### Exercise instructions
Lines with the word "exit" are the answer; copy each of them from the data below.

** Opening Material provided block **

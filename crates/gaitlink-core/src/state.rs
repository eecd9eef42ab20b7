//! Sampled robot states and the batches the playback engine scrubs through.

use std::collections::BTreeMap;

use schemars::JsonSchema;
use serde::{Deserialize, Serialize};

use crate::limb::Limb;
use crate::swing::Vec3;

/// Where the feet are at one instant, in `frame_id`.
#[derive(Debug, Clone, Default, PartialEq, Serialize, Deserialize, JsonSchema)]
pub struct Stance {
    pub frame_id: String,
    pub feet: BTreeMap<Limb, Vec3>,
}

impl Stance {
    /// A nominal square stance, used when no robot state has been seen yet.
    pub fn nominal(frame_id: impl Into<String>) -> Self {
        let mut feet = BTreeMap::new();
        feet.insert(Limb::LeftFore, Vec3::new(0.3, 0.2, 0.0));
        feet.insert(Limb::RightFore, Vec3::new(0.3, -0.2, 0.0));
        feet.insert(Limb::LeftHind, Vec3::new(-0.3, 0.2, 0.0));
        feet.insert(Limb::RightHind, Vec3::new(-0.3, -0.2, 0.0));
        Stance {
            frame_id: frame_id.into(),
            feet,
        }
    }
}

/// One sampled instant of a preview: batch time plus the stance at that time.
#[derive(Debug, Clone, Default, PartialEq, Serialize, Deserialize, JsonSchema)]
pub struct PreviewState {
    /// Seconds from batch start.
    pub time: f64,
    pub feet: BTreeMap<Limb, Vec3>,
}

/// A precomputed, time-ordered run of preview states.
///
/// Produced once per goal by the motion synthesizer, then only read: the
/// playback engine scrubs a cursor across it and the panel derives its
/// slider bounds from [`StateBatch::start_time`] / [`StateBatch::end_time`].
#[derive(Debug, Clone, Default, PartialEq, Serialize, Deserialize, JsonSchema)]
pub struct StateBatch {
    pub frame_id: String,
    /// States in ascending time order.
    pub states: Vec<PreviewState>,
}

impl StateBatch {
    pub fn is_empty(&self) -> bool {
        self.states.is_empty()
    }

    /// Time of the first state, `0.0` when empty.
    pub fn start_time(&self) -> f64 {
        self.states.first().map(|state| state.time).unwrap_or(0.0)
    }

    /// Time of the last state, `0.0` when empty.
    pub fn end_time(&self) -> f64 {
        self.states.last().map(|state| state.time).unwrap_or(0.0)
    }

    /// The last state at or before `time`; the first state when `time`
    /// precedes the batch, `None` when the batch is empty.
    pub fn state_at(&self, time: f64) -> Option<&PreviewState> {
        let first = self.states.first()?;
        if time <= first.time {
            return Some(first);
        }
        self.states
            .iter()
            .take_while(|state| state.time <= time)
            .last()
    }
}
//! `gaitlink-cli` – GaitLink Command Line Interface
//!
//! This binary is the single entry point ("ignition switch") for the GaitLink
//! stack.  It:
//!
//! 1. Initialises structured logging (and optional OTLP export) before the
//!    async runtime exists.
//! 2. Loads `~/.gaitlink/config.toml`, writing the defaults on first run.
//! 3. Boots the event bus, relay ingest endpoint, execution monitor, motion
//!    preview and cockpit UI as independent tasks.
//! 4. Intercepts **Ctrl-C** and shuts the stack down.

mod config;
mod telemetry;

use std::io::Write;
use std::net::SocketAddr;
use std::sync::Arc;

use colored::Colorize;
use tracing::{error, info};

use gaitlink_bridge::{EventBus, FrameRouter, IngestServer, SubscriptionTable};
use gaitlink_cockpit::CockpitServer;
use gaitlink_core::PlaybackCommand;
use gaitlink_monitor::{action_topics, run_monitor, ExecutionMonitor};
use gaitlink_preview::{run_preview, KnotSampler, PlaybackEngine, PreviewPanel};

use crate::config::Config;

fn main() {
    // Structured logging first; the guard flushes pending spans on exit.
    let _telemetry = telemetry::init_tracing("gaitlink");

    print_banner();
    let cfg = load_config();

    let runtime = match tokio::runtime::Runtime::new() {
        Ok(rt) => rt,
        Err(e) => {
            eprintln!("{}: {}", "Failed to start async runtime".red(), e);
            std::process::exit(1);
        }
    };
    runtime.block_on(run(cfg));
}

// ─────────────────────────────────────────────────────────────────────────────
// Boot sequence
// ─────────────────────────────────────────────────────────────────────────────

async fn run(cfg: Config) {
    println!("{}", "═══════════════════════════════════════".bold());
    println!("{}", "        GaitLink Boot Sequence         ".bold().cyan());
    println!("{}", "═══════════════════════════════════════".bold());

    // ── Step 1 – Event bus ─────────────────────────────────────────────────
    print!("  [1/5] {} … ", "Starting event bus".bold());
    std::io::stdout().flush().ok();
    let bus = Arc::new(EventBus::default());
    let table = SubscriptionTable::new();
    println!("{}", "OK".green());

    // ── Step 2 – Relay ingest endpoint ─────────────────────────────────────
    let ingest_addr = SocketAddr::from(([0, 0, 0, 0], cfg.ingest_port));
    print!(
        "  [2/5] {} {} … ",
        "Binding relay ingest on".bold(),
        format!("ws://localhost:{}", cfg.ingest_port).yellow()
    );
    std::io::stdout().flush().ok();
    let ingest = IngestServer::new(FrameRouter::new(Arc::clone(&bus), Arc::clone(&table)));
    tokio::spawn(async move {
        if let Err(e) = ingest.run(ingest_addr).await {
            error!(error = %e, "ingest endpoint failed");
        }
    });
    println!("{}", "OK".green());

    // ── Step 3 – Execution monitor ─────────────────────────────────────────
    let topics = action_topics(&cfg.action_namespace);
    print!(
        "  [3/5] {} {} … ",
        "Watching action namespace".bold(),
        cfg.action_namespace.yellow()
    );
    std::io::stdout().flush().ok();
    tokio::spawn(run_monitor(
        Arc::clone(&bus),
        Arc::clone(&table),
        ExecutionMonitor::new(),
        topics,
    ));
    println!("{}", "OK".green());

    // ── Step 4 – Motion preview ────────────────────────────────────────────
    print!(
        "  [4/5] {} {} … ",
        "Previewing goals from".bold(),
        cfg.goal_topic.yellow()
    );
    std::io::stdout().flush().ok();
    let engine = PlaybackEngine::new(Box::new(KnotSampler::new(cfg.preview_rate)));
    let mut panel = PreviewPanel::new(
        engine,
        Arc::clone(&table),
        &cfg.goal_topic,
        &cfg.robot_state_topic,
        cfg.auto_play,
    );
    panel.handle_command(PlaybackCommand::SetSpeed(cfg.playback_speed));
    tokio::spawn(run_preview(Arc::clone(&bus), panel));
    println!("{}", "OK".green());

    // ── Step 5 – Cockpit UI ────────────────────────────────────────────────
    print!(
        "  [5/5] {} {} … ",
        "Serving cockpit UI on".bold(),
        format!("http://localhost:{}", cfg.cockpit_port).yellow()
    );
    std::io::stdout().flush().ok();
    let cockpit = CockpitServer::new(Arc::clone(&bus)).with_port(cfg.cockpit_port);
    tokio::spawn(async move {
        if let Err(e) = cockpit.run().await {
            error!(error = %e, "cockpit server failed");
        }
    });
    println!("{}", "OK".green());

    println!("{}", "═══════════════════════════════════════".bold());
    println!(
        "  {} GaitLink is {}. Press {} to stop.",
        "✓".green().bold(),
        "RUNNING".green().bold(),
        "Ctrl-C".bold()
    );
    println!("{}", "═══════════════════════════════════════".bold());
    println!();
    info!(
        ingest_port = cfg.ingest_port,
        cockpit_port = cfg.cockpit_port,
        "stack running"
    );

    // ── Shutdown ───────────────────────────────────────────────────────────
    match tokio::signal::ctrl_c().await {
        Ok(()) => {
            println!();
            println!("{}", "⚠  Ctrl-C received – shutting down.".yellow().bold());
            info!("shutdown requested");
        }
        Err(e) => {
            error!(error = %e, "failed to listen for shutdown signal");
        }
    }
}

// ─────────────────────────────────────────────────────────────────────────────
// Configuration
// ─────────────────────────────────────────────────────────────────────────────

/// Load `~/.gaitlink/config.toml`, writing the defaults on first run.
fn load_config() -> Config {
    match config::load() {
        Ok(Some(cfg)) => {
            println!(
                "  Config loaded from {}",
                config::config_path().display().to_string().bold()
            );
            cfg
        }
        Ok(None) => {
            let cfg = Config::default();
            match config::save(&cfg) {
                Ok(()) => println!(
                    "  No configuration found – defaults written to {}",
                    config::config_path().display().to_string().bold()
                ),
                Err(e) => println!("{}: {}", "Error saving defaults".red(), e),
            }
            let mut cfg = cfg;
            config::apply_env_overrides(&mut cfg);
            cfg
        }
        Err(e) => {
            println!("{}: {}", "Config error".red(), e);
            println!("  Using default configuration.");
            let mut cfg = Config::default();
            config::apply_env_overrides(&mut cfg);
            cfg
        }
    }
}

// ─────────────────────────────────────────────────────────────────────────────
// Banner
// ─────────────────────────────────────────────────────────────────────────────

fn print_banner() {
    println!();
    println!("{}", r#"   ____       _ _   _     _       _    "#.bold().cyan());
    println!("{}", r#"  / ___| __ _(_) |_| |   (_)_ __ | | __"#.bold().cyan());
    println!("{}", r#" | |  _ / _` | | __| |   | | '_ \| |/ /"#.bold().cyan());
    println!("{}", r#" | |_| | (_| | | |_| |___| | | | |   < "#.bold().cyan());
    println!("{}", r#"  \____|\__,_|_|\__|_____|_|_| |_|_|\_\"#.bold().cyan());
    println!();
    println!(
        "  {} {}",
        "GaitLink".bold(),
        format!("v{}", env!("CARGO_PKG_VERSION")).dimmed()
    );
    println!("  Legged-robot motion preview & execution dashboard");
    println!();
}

** Closing Material provided block **

### Result of this exercise
    // Structured logging first; the guard flushes pending spans on exit.
            std::process::exit(1);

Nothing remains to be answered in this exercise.